(Stored data entries)
+---+

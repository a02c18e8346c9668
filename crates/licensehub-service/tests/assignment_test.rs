//! Assignment engine behaviour: uniqueness, revocation, validation, queries.

mod helpers;

use licensehub_core::config::LedgerConfig;
use licensehub_core::error::ErrorKind;
use licensehub_core::types::{AllocationId, GroupId, LicenseId, UserId};
use licensehub_entity::allocation::{AllocationHolder, HolderKind};
use licensehub_service::{AssignGroupRequest, AssignUserRequest};

use helpers::TestLedger;

#[tokio::test]
async fn test_duplicate_active_assignment_is_conflict() {
    let t = TestLedger::new();
    let license = t.license("IDE", 5).await;
    let user = t.directory.add_user("alice");

    let first = t.assign_user(license.id, user).await.unwrap();
    let err = t.assign_user(license.id, user).await.unwrap_err();
    assert!(err.is(ErrorKind::Conflict));
    assert_eq!(t.reload(license.id).await.used_seats, 1);

    t.ledger
        .assignments()
        .revoke_from_user(&t.ctx(), first.id)
        .await
        .unwrap();
    let second = t.assign_user(license.id, user).await.unwrap();
    assert_ne!(first.id, second.id);

    let all = t
        .ledger
        .assignments()
        .list_allocations_for_license(license.id)
        .await
        .unwrap();
    assert_eq!(all.len(), 2);
    assert!(!all[0].is_active());
    assert!(all[1].is_active());
    t.assert_seat_invariant(license.id).await;
}

#[tokio::test]
async fn test_duplicate_group_allocation_is_conflict() {
    let t = TestLedger::new();
    let license = t.license("DB Tools", 10).await;
    let group = t.directory.add_group("data");

    t.assign_group(license.id, group, 3).await.unwrap();
    let err = t.assign_group(license.id, group, 2).await.unwrap_err();
    assert!(err.is(ErrorKind::Conflict));
    assert_eq!(t.reload(license.id).await.used_seats, 3);
}

#[tokio::test]
async fn test_user_and_group_allocations_share_capacity() {
    let t = TestLedger::new();
    let license = t.license("Mixer", 4).await;
    let group = t.directory.add_group("studio");
    t.assign_group(license.id, group, 3).await.unwrap();
    t.assign_new_user(license.id, "solo").await;

    let extra = t.directory.add_user("extra");
    let err = t.assign_user(license.id, extra).await.unwrap_err();
    assert!(err.is(ErrorKind::InsufficientSeats));
    t.assert_seat_invariant(license.id).await;
}

#[tokio::test]
async fn test_double_revoke_is_conflict_and_releases_once() {
    let t = TestLedger::new();
    let license = t.license("Designer", 10).await;
    let group = t.directory.add_group("design");
    let allocation = t.assign_group(license.id, group, 4).await.unwrap();
    t.assign_new_user(license.id, "lead").await;

    let revoked = t
        .ledger
        .assignments()
        .revoke_from_group(&t.ctx(), allocation.id)
        .await
        .unwrap();
    assert!(!revoked.is_active());
    assert!(revoked.revoked_at.is_some());

    let err = t
        .ledger
        .assignments()
        .revoke_from_group(&t.ctx(), allocation.id)
        .await
        .unwrap_err();
    assert!(err.is(ErrorKind::Conflict));
    assert_eq!(t.reload(license.id).await.used_seats, 1);
    t.assert_seat_invariant(license.id).await;
}

#[tokio::test]
async fn test_revoke_through_wrong_kind_is_not_found() {
    let t = TestLedger::new();
    let license = t.license("Planner", 10).await;
    let assignment = t.assign_new_user(license.id, "pm").await;
    let group = t.directory.add_group("pmo");
    let allocation = t.assign_group(license.id, group, 2).await.unwrap();

    let err = t
        .ledger
        .assignments()
        .revoke_from_group(&t.ctx(), assignment.id)
        .await
        .unwrap_err();
    assert!(err.is(ErrorKind::NotFound));

    let err = t
        .ledger
        .assignments()
        .revoke_from_user(&t.ctx(), allocation.id)
        .await
        .unwrap_err();
    assert!(err.is(ErrorKind::NotFound));

    let err = t
        .ledger
        .assignments()
        .revoke_from_user(&t.ctx(), AllocationId::new())
        .await
        .unwrap_err();
    assert!(err.is(ErrorKind::NotFound));
    assert_eq!(t.reload(license.id).await.used_seats, 3);
}

#[tokio::test]
async fn test_missing_references_are_not_found() {
    let t = TestLedger::new();
    let license = t.license("Tracker", 3).await;

    let err = t.assign_user(license.id, UserId::new()).await.unwrap_err();
    assert!(err.is(ErrorKind::NotFound));

    let user = t.directory.add_user("ghost-hunter");
    let err = t.assign_user(LicenseId::new(), user).await.unwrap_err();
    assert!(err.is(ErrorKind::NotFound));

    let err = t
        .assign_group(license.id, GroupId::new(), 1)
        .await
        .unwrap_err();
    assert!(err.is(ErrorKind::NotFound));
    assert_eq!(t.store.history_len().await, 1);
}

#[tokio::test]
async fn test_non_positive_group_seats_fail_validation_first() {
    let t = TestLedger::new();

    // Neither the license nor the group exists: validation must win.
    for seats in [0, -3] {
        let err = t
            .assign_group(LicenseId::new(), GroupId::new(), seats)
            .await
            .unwrap_err();
        assert!(err.is(ErrorKind::Validation), "seats={seats}: {err}");
    }
}

#[tokio::test]
async fn test_overlong_notes_fail_validation() {
    let t = TestLedger::new();
    let license = t.license("Notes", 3).await;
    let user = t.directory.add_user("verbose");

    let err = t
        .ledger
        .assignments()
        .assign_to_user(
            &t.ctx(),
            AssignUserRequest {
                license_id: license.id,
                user_id: user,
                notes: Some("x".repeat(501)),
            },
        )
        .await
        .unwrap_err();
    assert!(err.is(ErrorKind::Validation));

    let allocation = t
        .ledger
        .assignments()
        .assign_to_group(
            &t.ctx(),
            AssignGroupRequest {
                license_id: license.id,
                group_id: t.directory.add_group("ops"),
                seats: 2,
                notes: Some("quarterly true-up".to_string()),
            },
        )
        .await
        .unwrap();
    assert_eq!(allocation.notes.as_deref(), Some("quarterly true-up"));
}

#[tokio::test]
async fn test_inactive_principals_follow_policy() {
    let t = TestLedger::new();
    let license = t.license("Gateway", 5).await;
    let user = t.directory.add_user("former");
    t.directory.set_user_active(user, false);
    let group = t.directory.add_group("disbanded");
    t.directory.set_group_active(group, false);

    let err = t.assign_user(license.id, user).await.unwrap_err();
    assert!(err.is(ErrorKind::Validation));
    let err = t.assign_group(license.id, group, 1).await.unwrap_err();
    assert!(err.is(ErrorKind::Validation));

    let lenient = TestLedger::with_config(LedgerConfig {
        require_active_principals: false,
        ..LedgerConfig::default()
    });
    let license = lenient.license("Gateway", 5).await;
    let user = lenient.directory.add_user("former");
    lenient.directory.set_user_active(user, false);
    lenient.assign_user(license.id, user).await.unwrap();
}

#[tokio::test]
async fn test_missing_license_wins_over_inactive_principal() {
    let t = TestLedger::new();
    let user = t.directory.add_user("departed");
    t.directory.set_user_active(user, false);
    let group = t.directory.add_group("archived");
    t.directory.set_group_active(group, false);

    let err = t.assign_user(LicenseId::new(), user).await.unwrap_err();
    assert!(err.is(ErrorKind::NotFound), "{err}");
    let err = t
        .assign_group(LicenseId::new(), group, 2)
        .await
        .unwrap_err();
    assert!(err.is(ErrorKind::NotFound), "{err}");
    assert_eq!(t.store.history_len().await, 0);
}

#[tokio::test]
async fn test_queries_return_active_records_only() {
    let t = TestLedger::new();
    let first = t.license("Alpha", 5).await;
    let second = t.license("Beta", 5).await;
    let user = t.directory.add_user("carol");
    let group = t.directory.add_group("qa");

    let on_first = t.assign_user(first.id, user).await.unwrap();
    t.assign_user(second.id, user).await.unwrap();
    t.assign_group(first.id, group, 2).await.unwrap();
    t.ledger
        .assignments()
        .revoke_from_user(&t.ctx(), on_first.id)
        .await
        .unwrap();

    let for_user = t
        .ledger
        .assignments()
        .list_active_for_user(user)
        .await
        .unwrap();
    assert_eq!(for_user.len(), 1);
    assert_eq!(for_user[0].license_id, second.id);

    let for_group = t
        .ledger
        .assignments()
        .list_active_for_group(group)
        .await
        .unwrap();
    assert_eq!(for_group.len(), 1);
    assert_eq!(for_group[0].holder, AllocationHolder::Group(group));

    let on_license = t
        .ledger
        .assignments()
        .list_active_for_license(first.id, None)
        .await
        .unwrap();
    assert_eq!(on_license.len(), 1);
    let users_only = t
        .ledger
        .assignments()
        .list_active_for_license(first.id, Some(HolderKind::User))
        .await
        .unwrap();
    assert!(users_only.is_empty());
}

#[tokio::test]
async fn test_queries_distinguish_empty_from_missing() {
    let t = TestLedger::new();
    let license = t.license("Empty", 1).await;
    let user = t.directory.add_user("idle");
    let group = t.directory.add_group("idle-group");

    let svc = t.ledger.assignments();
    assert!(svc.list_active_for_user(user).await.unwrap().is_empty());
    assert!(svc.list_active_for_group(group).await.unwrap().is_empty());
    assert!(
        svc.list_active_for_license(license.id, None)
            .await
            .unwrap()
            .is_empty()
    );

    assert!(
        svc.list_active_for_user(UserId::new())
            .await
            .unwrap_err()
            .is(ErrorKind::NotFound)
    );
    assert!(
        svc.list_active_for_group(GroupId::new())
            .await
            .unwrap_err()
            .is(ErrorKind::NotFound)
    );
    assert!(
        svc.list_allocations_for_license(LicenseId::new())
            .await
            .unwrap_err()
            .is(ErrorKind::NotFound)
    );
}
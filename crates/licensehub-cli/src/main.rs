//! LicenseHub CLI entry point.

use clap::Parser;
use tracing_subscriber::{EnvFilter, fmt};

mod commands;
mod output;

use commands::Cli;
use licensehub_core::config::AppConfig;

#[tokio::main]
async fn main() {
    let cli = Cli::parse();

    let config = match AppConfig::load(&cli.config) {
        Ok(config) => config,
        Err(e) => {
            eprintln!("Error: {}", e);
            std::process::exit(1);
        }
    };

    init_logging(&config);

    if let Err(e) = cli.execute(&config).await {
        eprintln!("Error: {}", e);
        std::process::exit(1);
    }
}

/// Logs go to stderr so table and JSON output on stdout stay clean.
fn init_logging(config: &AppConfig) {
    let filter =
        EnvFilter::try_from_default_env().unwrap_or_else(|_| EnvFilter::new(&config.logging.level));

    match config.logging.format.as_str() {
        "json" => {
            fmt()
                .json()
                .with_env_filter(filter)
                .with_target(true)
                .with_writer(std::io::stderr)
                .init();
        }
        _ => {
            fmt()
                .with_env_filter(filter)
                .with_target(false)
                .with_writer(std::io::stderr)
                .init();
        }
    }
}
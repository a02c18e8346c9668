//! Unified application error types for LicenseHub.
//!
//! Every crate maps its internal failures into [`AppError`] so that the
//! ledger operations expose exactly one error type to their callers.

use std::fmt;
use thiserror::Error;

/// Top-level error kind categorization used across the entire workspace.
#[derive(Debug, Clone, Copy, PartialEq, Eq, Hash, serde::Serialize, serde::Deserialize)]
pub enum ErrorKind {
    /// A referenced license, principal, allocation, or entry does not exist.
    NotFound,
    /// Input validation failed before any store access.
    Validation,
    /// Duplicate key, duplicate active allocation, or a lost concurrent update.
    Conflict,
    /// A reservation would exceed the license's total seats.
    InsufficientSeats,
    /// An internal error occurred.
    Internal,
    /// A database error occurred.
    Database,
    /// A configuration error occurred.
    Configuration,
    /// A serialization/deserialization error occurred.
    Serialization,
}

impl fmt::Display for ErrorKind {
    fn fmt(&self, f: &mut fmt::Formatter<'_>) -> fmt::Result {
        match self {
            Self::NotFound => write!(f, "NOT_FOUND"),
            Self::Validation => write!(f, "VALIDATION"),
            Self::Conflict => write!(f, "CONFLICT"),
            Self::InsufficientSeats => write!(f, "INSUFFICIENT_SEATS"),
            Self::Internal => write!(f, "INTERNAL"),
            Self::Database => write!(f, "DATABASE"),
            Self::Configuration => write!(f, "CONFIGURATION"),
            Self::Serialization => write!(f, "SERIALIZATION"),
        }
    }
}

/// The unified application error used throughout LicenseHub.
#[derive(Debug, Error)]
#[error("{kind}: {message}")]
pub struct AppError {
    /// The category of error.
    pub kind: ErrorKind,
    /// A human-readable error message.
    pub message: String,
    /// Optional underlying cause.
    #[source]
    pub source: Option<Box<dyn std::error::Error + Send + Sync>>,
}

impl AppError {
    /// Create a new application error.
    pub fn new(kind: ErrorKind, message: impl Into<String>) -> Self {
        Self {
            kind,
            message: message.into(),
            source: None,
        }
    }

    /// Create a new application error with an underlying cause.
    pub fn with_source(
        kind: ErrorKind,
        message: impl Into<String>,
        source: impl std::error::Error + Send + Sync + 'static,
    ) -> Self {
        Self {
            kind,
            message: message.into(),
            source: Some(Box::new(source)),
        }
    }

    /// Create a not-found error.
    pub fn not_found(message: impl Into<String>) -> Self {
        Self::new(ErrorKind::NotFound, message)
    }

    /// Create a validation error.
    pub fn validation(message: impl Into<String>) -> Self {
        Self::new(ErrorKind::Validation, message)
    }

    /// Create a conflict error.
    pub fn conflict(message: impl Into<String>) -> Self {
        Self::new(ErrorKind::Conflict, message)
    }

    /// Create an insufficient-seats error.
    pub fn insufficient_seats(message: impl Into<String>) -> Self {
        Self::new(ErrorKind::InsufficientSeats, message)
    }

    /// Create an internal error.
    pub fn internal(message: impl Into<String>) -> Self {
        Self::new(ErrorKind::Internal, message)
    }

    /// Create a database error.
    pub fn database(message: impl Into<String>) -> Self {
        Self::new(ErrorKind::Database, message)
    }

    /// Create a configuration error.
    pub fn configuration(message: impl Into<String>) -> Self {
        Self::new(ErrorKind::Configuration, message)
    }

    /// Returns `true` if this error is of the given kind.
    pub fn is(&self, kind: ErrorKind) -> bool {
        self.kind == kind
    }
}

impl Clone for AppError {
    fn clone(&self) -> Self {
        Self {
            kind: self.kind,
            message: self.message.clone(),
            source: None,
        }
    }
}

impl From<serde_json::Error> for AppError {
    fn from(err: serde_json::Error) -> Self {
        Self::with_source(
            ErrorKind::Serialization,
            format!("JSON serialization error: {err}"),
            err,
        )
    }
}

impl From<config::ConfigError> for AppError {
    fn from(err: config::ConfigError) -> Self {
        Self::with_source(
            ErrorKind::Configuration,
            format!("Configuration error: {err}"),
            err,
        )
    }
}

impl From<validator::ValidationErrors> for AppError {
    fn from(err: validator::ValidationErrors) -> Self {
        Self::with_source(ErrorKind::Validation, format!("Invalid input: {err}"), err)
    }
}

#[cfg(test)]
mod tests {
    use super::*;

    #[test]
    fn test_display_includes_kind() {
        let err = AppError::insufficient_seats("No available seats for this license");
        assert_eq!(
            err.to_string(),
            "INSUFFICIENT_SEATS: No available seats for this license"
        );
    }

    #[test]
    fn test_clone_drops_source() {
        let io = std::io::Error::other("disk");
        let err = AppError::with_source(ErrorKind::Database, "write failed", io);
        let cloned = err.clone();
        assert!(cloned.source.is_none());
        assert!(cloned.is(ErrorKind::Database));
    }
}
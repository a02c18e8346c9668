//! Append-only license history.

pub mod action;
pub mod model;

pub use action::ActionType;
pub use model::HistoryEntry;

+---+

Line count for the word "action": tally the lines of the records above that hold it and give only that figure.

2